Collected data entries ::
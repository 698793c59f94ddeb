//! Per-session binding table.
//!
//! Each open session owns a slot holding at most one [`Block`] plus the
//! number of live views onto it. Every method is a single short critical
//! section under the registry's spin lock, so lookups always see the latest
//! binding without taking the control lock.

use alloc::collections::BTreeMap;
use core::fmt;
use kernel_alloc::{Block, BlockPin, WeakBlock};
use kernel_memory_addresses::{MemoryPage, Size4K};
use kernel_sync::SpinLock;

/// Opaque handle of a client session. Never reused within a registry.
#[derive(Copy, Clone, Eq, PartialEq, Ord, PartialOrd, Hash)]
pub struct SessionId(u64);

impl SessionId {
    #[must_use]
    pub const fn as_u64(self) -> u64 {
        self.0
    }
}

impl fmt::Debug for SessionId {
    fn fmt(&self, f: &mut fmt::Formatter<'_>) -> fmt::Result {
        write!(f, "SessionId({})", self.0)
    }
}

impl fmt::Display for SessionId {
    fn fmt(&self, f: &mut fmt::Formatter<'_>) -> fmt::Result {
        write!(f, "session#{}", self.0)
    }
}

/// Where a session stands in the bind/map lifecycle.
#[derive(Debug, Clone, Copy, PartialEq, Eq)]
pub enum SessionState {
    Unbound,
    Bound,
    /// Bound, with at least one live view.
    Mapped,
}

/// Read-only description of a bound block.
#[derive(Debug, Clone, Copy, PartialEq, Eq)]
pub struct BlockInfo {
    pub base: MemoryPage<Size4K>,
    pub size_bytes: u64,
    pub requested_bytes: u64,
}

impl From<&Block> for BlockInfo {
    fn from(block: &Block) -> Self {
        Self {
            base: block.base(),
            size_bytes: block.size_bytes(),
            requested_bytes: block.requested_bytes(),
        }
    }
}

/// A rejected [`SessionRegistry::bind`]. The block is handed back untouched.
#[derive(Debug)]
pub enum BindError {
    /// The session already holds a block.
    AlreadyBound(Block),
    /// The session is not (or no longer) open.
    Closed(Block),
}

impl BindError {
    #[must_use]
    pub fn into_block(self) -> Block {
        match self {
            Self::AlreadyBound(b) | Self::Closed(b) => b,
        }
    }
}

/// Returned by [`SessionRegistry::unbind_idle`] while views are live.
#[derive(Debug, Clone, Copy, PartialEq, Eq)]
pub struct InUse {
    pub views: usize,
}

/// What a new view needs to reach the block: a weak handle, and the binding
/// epoch so that a late unmap cannot touch a later binding's accounting.
#[derive(Debug, Clone)]
pub struct ViewGrant {
    pub block: WeakBlock,
    pub epoch: u64,
}

#[derive(Default)]
struct Slot {
    block: Option<Block>,
    views: usize,
    epoch: u64,
}

impl Slot {
    const fn state(&self) -> SessionState {
        match (&self.block, self.views) {
            (None, _) => SessionState::Unbound,
            (Some(_), 0) => SessionState::Bound,
            (Some(_), _) => SessionState::Mapped,
        }
    }
}

struct Table {
    next_id: u64,
    slots: BTreeMap<SessionId, Slot>,
}

pub struct SessionRegistry {
    table: SpinLock<Table>,
}

impl Default for SessionRegistry {
    fn default() -> Self {
        Self::new()
    }
}

impl SessionRegistry {
    #[must_use]
    pub const fn new() -> Self {
        Self {
            table: SpinLock::new(Table {
                next_id: 1,
                slots: BTreeMap::new(),
            }),
        }
    }

    /// Create an empty slot for a new session.
    #[must_use]
    pub fn open(&self) -> SessionId {
        self.table.with_lock(|t| {
            let id = SessionId(t.next_id);
            t.next_id += 1;
            t.slots.insert(id, Slot::default());
            id
        })
    }

    /// Remove the session's slot, handing back any block it still held.
    pub fn close(&self, id: SessionId) -> Option<Block> {
        self.table
            .with_lock(|t| t.slots.remove(&id))
            .and_then(|slot| slot.block)
    }

    /// Attach `block` to the session.
    ///
    /// # Errors
    /// Leaves the registry unchanged and returns the block if the session
    /// already holds one or is not open.
    pub fn bind(&self, id: SessionId, block: Block) -> Result<(), BindError> {
        self.table.with_lock(|t| match t.slots.get_mut(&id) {
            None => Err(BindError::Closed(block)),
            Some(slot) if slot.block.is_some() => Err(BindError::AlreadyBound(block)),
            Some(slot) => {
                slot.block = Some(block);
                slot.views = 0;
                slot.epoch += 1;
                Ok(())
            }
        })
    }

    /// Detach and return the session's block regardless of live views.
    ///
    /// Views onto the block become revoked as soon as the block is dropped.
    pub fn unbind(&self, id: SessionId) -> Option<Block> {
        self.table.with_lock(|t| {
            let slot = t.slots.get_mut(&id)?;
            slot.views = 0;
            slot.block.take()
        })
    }

    /// Detach and return the session's block, unless a view is still live.
    ///
    /// # Errors
    /// [`InUse`] if the block is mapped; nothing is changed.
    pub fn unbind_idle(&self, id: SessionId) -> Result<Option<Block>, InUse> {
        self.table.with_lock(|t| {
            let Some(slot) = t.slots.get_mut(&id) else {
                return Ok(None);
            };
            if slot.block.is_some() && slot.views > 0 {
                return Err(InUse { views: slot.views });
            }
            Ok(slot.block.take())
        })
    }

    #[must_use]
    pub fn lookup(&self, id: SessionId) -> Option<BlockInfo> {
        self.table
            .with_lock(|t| t.slots.get(&id)?.block.as_ref().map(BlockInfo::from))
    }

    /// Pin the session's block for device-side access.
    ///
    /// Only the weak handle is taken under the lock; the pin is made after
    /// it is released, so holders may call back into the registry.
    #[must_use]
    pub fn pin(&self, id: SessionId) -> Option<BlockPin> {
        self.table
            .with_lock(|t| t.slots.get(&id)?.block.as_ref().map(Block::downgrade))?
            .pin()
    }

    /// Look up the block and count a new view onto it, atomically.
    #[must_use]
    pub fn acquire_view(&self, id: SessionId) -> Option<ViewGrant> {
        self.table.with_lock(|t| {
            let slot = t.slots.get_mut(&id)?;
            let block = slot.block.as_ref()?.downgrade();
            slot.views += 1;
            Some(ViewGrant {
                block,
                epoch: slot.epoch,
            })
        })
    }

    /// Forget one view granted under `epoch`. Stale grants are ignored.
    pub fn release_view(&self, id: SessionId, epoch: u64) {
        self.table.with_lock(|t| {
            if let Some(slot) = t.slots.get_mut(&id)
                && slot.epoch == epoch
                && slot.block.is_some()
            {
                slot.views = slot.views.saturating_sub(1);
            }
        });
    }

    #[must_use]
    pub fn state(&self, id: SessionId) -> Option<SessionState> {
        self.table.with_lock(|t| t.slots.get(&id).map(Slot::state))
    }

    #[must_use]
    pub fn views(&self, id: SessionId) -> usize {
        self.table
            .with_lock(|t| t.slots.get(&id).map_or(0, |slot| slot.views))
    }

    /// Number of sessions currently holding a block.
    #[must_use]
    pub fn bound_sessions(&self) -> usize {
        self.table
            .with_lock(|t| t.slots.values().filter(|s| s.block.is_some()).count())
    }

    /// Number of open sessions.
    #[must_use]
    pub fn session_count(&self) -> usize {
        self.table.with_lock(|t| t.slots.len())
    }
}

impl fmt::Debug for SessionRegistry {
    fn fmt(&self, f: &mut fmt::Formatter<'_>) -> fmt::Result {
        f.debug_struct("SessionRegistry")
            .field("sessions", &self.session_count())
            .field("bound", &self.bound_sessions())
            .finish()
    }
}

WHAT THE TASK REQUIRES ::
Please reproduce the lines from the line with "one live view." to the line with "views are live.", both ends included, exactly as they appear above.

THE COMPLETED TASK ::
    /// Bound, with at least one live view.
    Mapped,
}

/// Read-only description of a bound block.
#[derive(Debug, Clone, Copy, PartialEq, Eq)]
pub struct BlockInfo {
    pub base: MemoryPage<Size4K>,
    pub size_bytes: u64,
    pub requested_bytes: u64,
}

impl From<&Block> for BlockInfo {
    fn from(block: &Block) -> Self {
        Self {
            base: block.base(),
            size_bytes: block.size_bytes(),
            requested_bytes: block.requested_bytes(),
        }
    }
}

/// A rejected [`SessionRegistry::bind`]. The block is handed back untouched.
#[derive(Debug)]
pub enum BindError {
    /// The session already holds a block.
    AlreadyBound(Block),
    /// The session is not (or no longer) open.
    Closed(Block),
}

impl BindError {
    #[must_use]
    pub fn into_block(self) -> Block {
        match self {
            Self::AlreadyBound(b) | Self::Closed(b) => b,
        }
    }
}

/// Returned by [`SessionRegistry::unbind_idle`] while views are live.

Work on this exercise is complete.